Dr. Majersik: Yeah, it's the bane of my existence really.

Interviewer: Yeah.

Dr. Majersik: So many, many patients ignore their symptoms. So the most common thing I hear is, "I just thought I'd take a nap. My arm was numb so I thought I'd take a nap." Or, "I was having slurred speech," or, "I couldn't see out the right side, but I kept driving because I had a really important appointment."

Interviewer: So those things, under no circumstances, are normal?

Dr. Majersik: It's not normal to not be able to see out of one side of your vision.

Interviewer: And you should do something about them immediately.

What to do if Someone is Having a Stroke

Dr. Majersik: Yeah. The best thing to do it to call 911. So, first of all, you shouldn't be operating a vehicle. I know that seems really obvious, but just in clinic yesterday, I had a guy tell how he just kept driving. It, again, kind of goes to that element of people not really recognizing how really serious something is. But if you call 911, the advantage rather than driving yourself, for example, is that ambulance, A, can keep you safe while you are in route. So they make sure your oxygen is okay and your blood pressure because a lot is going on when you're having a stroke.

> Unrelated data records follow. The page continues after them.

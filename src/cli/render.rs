//! Terminal rendering of hub results

use crate::database::datasource::DataSourceConnection;
use crate::database::schema::{SchemaDocument, TableDescriptor};
use crate::query::history::ExecutionRecord;
use crate::query::result::QueryResponse;
use comfy_table::presets::UTF8_FULL;
use comfy_table::{ContentArrangement, Table};
use serde_json::Value;

/// Longest SQL snippet shown in the history listing
const SQL_PREVIEW_CHARS: usize = 60;

fn new_table() -> Table {
    let mut table = Table::new();
    table
        .load_preset(UTF8_FULL)
        .set_content_arrangement(ContentArrangement::Dynamic);
    table
}

fn cell(value: &Value) -> String {
    match value {
        Value::Null => "NULL".to_string(),
        Value::String(s) => s.clone(),
        other => other.to_string(),
    }
}

fn preview(sql: &str) -> String {
    let flat = sql.split_whitespace().collect::<Vec<_>>().join(" ");
    if flat.chars().count() <= SQL_PREVIEW_CHARS {
        return flat;
    }
    let cut: String = flat.chars().take(SQL_PREVIEW_CHARS).collect();
    format!("{}...", cut)
}

/// Render an execution response: the rows, an affected count or the error
pub fn render_response(response: &QueryResponse) -> String {
    if !response.is_success() {
        return format!(
            "✗ {} after {} ms: {}",
            response.status,
            response.elapsed_ms,
            response.error_message.as_deref().unwrap_or("no details")
        );
    }

    let columns = response.columns.as_deref().unwrap_or_default();
    if columns.is_empty() {
        return format!(
            "✓ {} row(s) affected ({} ms)",
            response.rows_returned, response.elapsed_ms
        );
    }

    let mut table = new_table();
    table.set_header(columns.iter().map(|c| c.name.clone()));
    for row in response.rows.as_deref().unwrap_or_default() {
        table.add_row(
            columns
                .iter()
                .map(|c| row.get(&c.name).map(cell).unwrap_or_default()),
        );
    }

    format!(
        "{}\n✓ {} row(s) returned ({} ms)",
        table, response.rows_returned, response.elapsed_ms
    )
}

pub fn render_sources(sources: &[DataSourceConnection], current: Option<&str>) -> String {
    if sources.is_empty() {
        return "No data sources configured.".to_string();
    }

    let mut table = new_table();
    table.set_header(vec!["", "Name", "Kind", "Address", "Status", "Last tested"]);
    for source in sources {
        let marker = if Some(source.name.as_str()) == current { "*" } else { "" };
        table.add_row(vec![
            marker.to_string(),
            source.name.clone(),
            source.kind.to_string(),
            format!("{}:{}/{}", source.host, source.port, source.database),
            source.status.to_string(),
            source
                .last_tested_at
                .map(|t| t.format("%Y-%m-%d %H:%M:%S").to_string())
                .unwrap_or_else(|| "never".to_string()),
        ]);
    }
    table.to_string()
}

/// One line per table with column and key counts
pub fn render_schema(document: &SchemaDocument) -> String {
    let mut table = new_table();
    table.set_header(vec!["Table", "Kind", "Columns", "Primary key", "Foreign keys"]);
    for t in &document.tables {
        table.add_row(vec![
            t.name.clone(),
            t.kind.clone(),
            t.columns.len().to_string(),
            t.primary_keys.join(", "),
            t.foreign_keys.len().to_string(),
        ]);
    }
    format!(
        "Database: {} ({}), {} table(s)\n{}",
        document.database_name,
        document.database_kind,
        document.tables.len(),
        table
    )
}

pub fn render_table(descriptor: &TableDescriptor) -> String {
    let mut table = new_table();
    table.set_header(vec!["Column", "Type", "Nullable", "Default", "Key"]);
    for column in &descriptor.columns {
        let mut keys = Vec::new();
        if descriptor.primary_keys.contains(&column.name) {
            keys.push("PK".to_string());
        }
        for fk in descriptor.foreign_keys.iter().filter(|fk| fk.column == column.name) {
            keys.push(format!("FK → {}.{}", fk.referenced_table, fk.referenced_column));
        }

        let type_name = match column.size {
            Some(size) => format!("{}({})", column.type_name, size),
            None => column.type_name.clone(),
        };
        table.add_row(vec![
            column.name.clone(),
            type_name,
            if column.nullable { "YES" } else { "NO" }.to_string(),
            column.default_value.clone().unwrap_or_default(),
            keys.join(", "),
        ]);
    }
    format!("{} ({})\n{}", descriptor.name, descriptor.kind, table)
}

pub fn render_history(records: &[ExecutionRecord]) -> String {
    if records.is_empty() {
        return "No executions yet.".to_string();
    }

    let mut table = new_table();
    table.set_header(vec!["Executed at", "Status", "Rows", "ms", "SQL"]);
    for record in records {
        table.add_row(vec![
            record.executed_at.format("%Y-%m-%d %H:%M:%S").to_string(),
            record.status.to_string(),
            record.rows.to_string(),
            record.elapsed_ms.to_string(),
            preview(&record.sql_text),
        ]);
    }
    table.to_string()
}

#[cfg(test)]
mod tests {
    use super::*;
    use crate::database::dialect::DatabaseKind;
    use crate::database::schema::{ColumnDescriptor, ForeignKeyDescriptor};
    use crate::query::history::ExecutionStatus;
    use crate::query::result::ResultColumn;
    use serde_json::json;
    use uuid::Uuid;

    fn response(status: ExecutionStatus) -> QueryResponse {
        QueryResponse {
            execution_id: Uuid::new_v4(),
            status,
            columns: None,
            rows: None,
            rows_returned: 0,
            elapsed_ms: 12,
            error_message: None,
        }
    }

    #[test]
    fn test_render_rows() {
        let mut row = serde_json::Map::new();
        row.insert("id".to_string(), json!(1));
        row.insert("email".to_string(), Value::Null);

        let mut ok = response(ExecutionStatus::Success);
        ok.columns = Some(vec![
            ResultColumn::new("id", "INT4", false),
            ResultColumn::new("email", "TEXT", true),
        ]);
        ok.rows = Some(vec![row]);
        ok.rows_returned = 1;

        let out = render_response(&ok);
        assert!(out.contains("email"));
        assert!(out.contains("NULL"));
        assert!(out.contains("1 row(s) returned"));
    }

    #[test]
    fn test_render_affected_and_failure() {
        let mut affected = response(ExecutionStatus::Success);
        affected.columns = Some(Vec::new());
        affected.rows = Some(Vec::new());
        affected.rows_returned = 3;
        assert!(render_response(&affected).contains("3 row(s) affected"));

        let mut failed = response(ExecutionStatus::TimedOut);
        failed.error_message = Some("Query timed out after 30s".to_string());
        let out = render_response(&failed);
        assert!(out.contains("TIMEOUT"));
        assert!(out.contains("timed out"));
    }

    #[test]
    fn test_render_table_marks_keys() {
        let mut orders = TableDescriptor::new("orders", "TABLE");
        orders.columns.push(ColumnDescriptor {
            name: "id".to_string(),
            type_name: "int".to_string(),
            size: Some(10),
            nullable: false,
            default_value: None,
        });
        orders.columns.push(ColumnDescriptor {
            name: "customer_id".to_string(),
            type_name: "int".to_string(),
            size: Some(10),
            nullable: true,
            default_value: None,
        });
        orders.primary_keys.push("id".to_string());
        orders.foreign_keys.push(ForeignKeyDescriptor {
            column: "customer_id".to_string(),
            referenced_table: "customers".to_string(),
            referenced_column: "id".to_string(),
        });

        let out = render_table(&orders);
        assert!(out.contains("PK"));
        assert!(out.contains("customers.id"));

        let document = SchemaDocument::new(DatabaseKind::MySql, "shop", vec![orders]);
        assert!(render_schema(&document).contains("1 table(s)"));
    }

    #[test]
    fn test_preview_truncates() {
        let long = format!("SELECT {} FROM t", "a, ".repeat(40));
        assert!(preview(&long).ends_with("..."));
        assert_eq!(preview("SELECT\n  1"), "SELECT 1");
    }
}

And, second, they call the hospital ahead of time and they take you to a stroke center. They won't just take you to an ER that isn't just ready to take care of a stroke. They will take you to one that is ready. And they will call the hospital ahead of time and get the stroke team there in place. We were talking earlier about how time is brain. We only have three hours from the beginning of the stroke to the time when I'm no longer allowed to give that medicine, that TPA. And that includes from the very beginning of the stroke so it takes us a while in the hospital, up to an hour to get your head imaging, your labs and all that stuff. So you don't have a lot of time to waste. So we really want people to come via ambulance if at all possible.

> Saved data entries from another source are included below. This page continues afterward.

//! Error types for Query-Hub
//!
//! This module defines the error types used throughout the crate. Driver
//! errors are folded into three families (connectivity, SQL, timeout) so the
//! executor can turn them into recorded outcomes instead of propagating them.

use std::time::Duration;
use thiserror::Error;

/// Result type alias for Query-Hub
pub type Result<T> = std::result::Result<T, QueryHubError>;

/// Main error type for Query-Hub
#[derive(Error, Debug)]
pub enum QueryHubError {
    /// Host unreachable, authentication rejected, TLS negotiation failure
    #[error("Connection failed: {0}")]
    Connectivity(String),

    /// Malformed SQL, constraint violation, type mismatch. The driver message
    /// is kept verbatim.
    #[error("{0}")]
    Sql(String),

    /// Statement exceeded its timeout
    #[error("Query timed out after {}s", .0.as_secs())]
    Timeout(Duration),

    /// The core itself misbehaved
    #[error("Unexpected error: {0}")]
    Unexpected(String),

    /// Local persistence (schema cache, execution history) errors
    #[error("Storage error: {0}")]
    Storage(String),

    /// Serialization errors
    #[error("Serialization error: {0}")]
    Serialization(#[from] serde_json::Error),

    /// IO-related errors
    #[error("IO error: {0}")]
    Io(#[from] std::io::Error),

    /// Configuration errors
    #[error("Configuration error: {0}")]
    Config(String),

    /// Not found errors
    #[error("Not found: {0}")]
    NotFound(String),

    /// Invalid caller input
    #[error("Invalid input: {0}")]
    InvalidInput(String),

    /// Unknown database kind
    #[error("Unsupported database type: {0}")]
    UnsupportedDatabaseType(String),

    /// Unknown REPL command
    #[error("Unknown command: {0}. Type /help for available commands")]
    UnknownCommand(String),

    /// REPL command with missing arguments
    #[error("Invalid syntax for {command}. Usage: {expected}")]
    InvalidCommandSyntax { command: String, expected: String },
}

impl QueryHubError {
    /// Errors that belong to a single execution attempt and are reported as a
    /// failed outcome rather than raised.
    pub fn is_driver_failure(&self) -> bool {
        matches!(
            self,
            QueryHubError::Connectivity(_) | QueryHubError::Sql(_) | QueryHubError::Timeout(_)
        )
    }

    pub fn is_timeout(&self) -> bool {
        matches!(self, QueryHubError::Timeout(_))
    }

    pub fn not_found(entity: &str, id: impl std::fmt::Display) -> Self {
        QueryHubError::NotFound(format!("{} with id {}", entity, id))
    }

    /// Error raised while opening a connection to a target database.
    pub fn connect_sqlx(err: sqlx::Error) -> Self {
        QueryHubError::Connectivity(err.to_string())
    }

    /// Error raised by sqlx while a connection is open.
    ///
    /// Server-side statement cancellation is reported as a timeout so the
    /// caller can tell "too slow" from "wrong".
    pub fn from_sqlx(err: sqlx::Error, timeout: Duration) -> Self {
        match &err {
            sqlx::Error::Database(db) => {
                let message = db.message();
                if db.code().as_deref() == Some("57014")
                    || message.contains("maximum statement execution time exceeded")
                    || message.contains("max_statement_time exceeded")
                {
                    QueryHubError::Timeout(timeout)
                } else {
                    QueryHubError::Sql(message.to_string())
                }
            }
            sqlx::Error::Io(_)
            | sqlx::Error::Tls(_)
            | sqlx::Error::Protocol(_)
            | sqlx::Error::PoolTimedOut
            | sqlx::Error::PoolClosed
            | sqlx::Error::WorkerCrashed => QueryHubError::Connectivity(err.to_string()),
            _ => QueryHubError::Sql(err.to_string()),
        }
    }

    /// Error raised by tiberius while a connection is open.
    pub fn from_tiberius(err: tiberius::error::Error) -> Self {
        match &err {
            tiberius::error::Error::Server(token) => QueryHubError::Sql(token.message().to_string()),
            tiberius::error::Error::Io { .. }
            | tiberius::error::Error::Tls(_)
            | tiberius::error::Error::Routing { .. } => QueryHubError::Connectivity(err.to_string()),
            _ => QueryHubError::Sql(err.to_string()),
        }
    }

    /// Error raised by the Oracle client while a connection is open.
    pub fn from_oracle(err: oracle::Error, timeout: Duration) -> Self {
        let message = err.to_string();
        if message.contains("DPI-1067") || message.contains("ORA-01013") {
            QueryHubError::Timeout(timeout)
        } else if message.contains("DPI-1080") || message.contains("ORA-03113") || message.contains("ORA-03114") {
            QueryHubError::Connectivity(message)
        } else {
            QueryHubError::Sql(message)
        }
    }

    /// Local SQLite store failures.
    pub fn storage(context: &str, err: sqlx::Error) -> Self {
        QueryHubError::Storage(format!("{}: {}", context, err))
    }
}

Interviewer: Tell me if I'm right. The take away here is if you're experiencing any symptom of a stroke, which is you feel your face or somebody notices your face is dripping, if you can't raise your arm or put your arm up and it starts to drift down or your speech is slurred or jumbled words are coming out of your mouth, call 911 immediately.

Dr. Majersik: You got it.

Interviewer: Don't hesitate.

Dr. Majersik: You passed the test.

Interviewer: I passed the test. And the other thing I think that's important to take away is that strokes don't cause pain and there's no real other physical manifestation of it.

Dr. Majersik: That's right. It's a silent killer.

Other Warning Signs of a Stroke

Dr. Majersik: There are other additional signs of stroke that aren't in the FAST acronym, such as the vision loss or having trouble walking, being off-balance. And we focus on those main three, face, arm and speech because they're so common. But sometimes I've actually had people say, "Well, I've had those other symptoms, but I wasn't sure if they were related." Anything where you've lost function in your body suddenly, sudden onset, be concerned.

Interviewer: For no apparent reason, yeah.

Dr. Majersik: Right. So, if something has been very slow over the years or weeks or months, that's a little different. But if something was normal one minute and five minutes later it's abnormal that's when you should be concerned and be calling 911.